Memory Puzzle
そこまで言った所で、枯れてしまったと思っていた涙が溢れ出した。そして、いつの間にか強く握られた脚の上の拳に雫が落ちた。
言葉の続きを急かさずに、じっと待ってくれる。時音は一度深呼吸をして、また続けた。
「あの家に、帰りたくないの…。」
その言葉を言ってから、晃さんは何かを悩んでいるようだった。数分の時が流れた時、晃さんは話し始めた。
「それが時音の答えか?」
時音は涙で腫らした顔を、縦に揺らす。
「分かった。

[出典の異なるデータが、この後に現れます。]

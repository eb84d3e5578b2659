pub mod cors;
pub mod request_logger;
//! Transaction-history entries.
//! A flat view over charges, refunds, transfers and reversals for display to renters
//! and owners.

use crate::stripe::models::{Charge, Refund, Transfer};
use serde::{Deserialize, Serialize};
use std::collections::HashSet;
use utoipa::ToSchema;

#[derive(Debug, Clone, Copy, PartialEq, Eq, Serialize, Deserialize, ToSchema)]
#[serde(rename_all = "lowercase")]
pub enum TransactionKind {
    Charge,
    Refund,
    Transfer,
    Reversal,
}

#[derive(Debug, Clone, PartialEq, Eq, Serialize, Deserialize, ToSchema)]
#[serde(rename_all = "camelCase")]
pub struct TransactionEntry {
    pub id: String,
    #[serde(rename = "type")]
    pub kind: TransactionKind,
    pub amount: i64,
    pub currency: String,
    #[serde(skip_serializing_if = "Option::is_none")]
    pub status: Option<String>,
    pub created: i64,
    #[serde(skip_serializing_if = "Option::is_none")]
    pub description: Option<String>,
    #[serde(skip_serializing_if = "Option::is_none")]
    pub payment_intent_id: Option<String>,
    /// The charge a refund belongs to, or the transfer a reversal belongs to.
    #[serde(skip_serializing_if = "Option::is_none")]
    pub source_id: Option<String>,
}

impl From<&Charge> for TransactionEntry {
    fn from(charge: &Charge) -> Self {
        Self {
            id: charge.id.clone(),
            kind: TransactionKind::Charge,
            amount: charge.amount,
            currency: charge.currency.clone(),
            status: Some(charge.status.clone()),
            created: charge.created,
            description: charge.description.clone(),
            payment_intent_id: charge.payment_intent.clone(),
            source_id: None,
        }
    }
}

impl From<&Refund> for TransactionEntry {
    fn from(refund: &Refund) -> Self {
        Self {
            id: refund.id.clone(),
            kind: TransactionKind::Refund,
            amount: refund.amount,
            currency: refund.currency.clone(),
            status: refund.status.clone(),
            created: refund.created,
            description: refund.reason.clone(),
            payment_intent_id: refund.payment_intent.clone(),
            source_id: refund.charge.as_ref().map(|c| c.id().to_string()),
        }
    }
}

/// Charges of `customer_id` plus the refunds made against them, newest first.
///
/// A refund belongs to the customer when its expanded charge names that customer. If the
/// charge came back unexpanded, the refund is kept only when it points at one of the
/// customer's own charges.
pub fn renter_history(customer_id: &str, charges: &[Charge], refunds: &[Refund]) -> Vec<TransactionEntry> {
    let own_charges: HashSet<&str> = charges
        .iter()
        .filter(|c| c.customer.as_deref() == Some(customer_id))
        .map(|c| c.id.as_str())
        .collect();

    let mut entries: Vec<TransactionEntry> = charges
        .iter()
        .filter(|c| own_charges.contains(c.id.as_str()))
        .map(TransactionEntry::from)
        .collect();

    entries.extend(
        refunds
            .iter()
            .filter(|refund| match &refund.charge {
                Some(charge) => match charge.as_object() {
                    Some(obj) => obj.customer.as_deref() == Some(customer_id),
                    None => own_charges.contains(charge.id()),
                },
                None => false,
            })
            .map(TransactionEntry::from),
    );

    sort_newest_first(&mut entries);
    entries
}

/// Transfers paid out to a connected account plus their reversals, newest first.
pub fn owner_history(transfers: &[Transfer]) -> Vec<TransactionEntry> {
    let mut entries = Vec::new();

    for transfer in transfers {
        entries.push(TransactionEntry {
            id: transfer.id.clone(),
            kind: TransactionKind::Transfer,
            amount: transfer.amount,
            currency: transfer.currency.clone(),
            status: Some(if transfer.reversed { "reversed" } else { "paid" }.to_string()),
            created: transfer.created,
            description: transfer.description.clone(),
            payment_intent_id: None,
            source_id: transfer.source_transaction.clone(),
        });

        for reversal in &transfer.reversals.data {
            entries.push(TransactionEntry {
                id: reversal.id.clone(),
                kind: TransactionKind::Reversal,
                amount: reversal.amount,
                currency: reversal.currency.clone(),
                status: None,
                created: reversal.created,
                description: None,
                payment_intent_id: None,
                source_id: Some(reversal.transfer.clone()),
            });
        }
    }

    sort_newest_first(&mut entries);
    entries
}

pub fn sort_newest_first(entries: &mut [TransactionEntry]) {
    entries.sort_by(|a, b| b.created.cmp(&a.created));
}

ようこそ、我が家へ。」
晃さんのその言葉に、時音は驚いた。きっと、追い出される。そんな悪い考えの方が大きかったからだ。時音は、いつの間にか人を信じられなくなっていた。
「これからは、家族として辛かったら言っていいし、その時は一緒に考えていこう。辛かったね。」
晃さんのその言葉に始め、驚いた顔をしていた愛衣さんも笑顔で頷いた。
「ありがとうございます。」
時音は、更に涙を流した。

次の日の朝、空は澄み渡る様な青さだった。
「おはよう。」
時音がリビングに顔を出すとみんな揃っていた。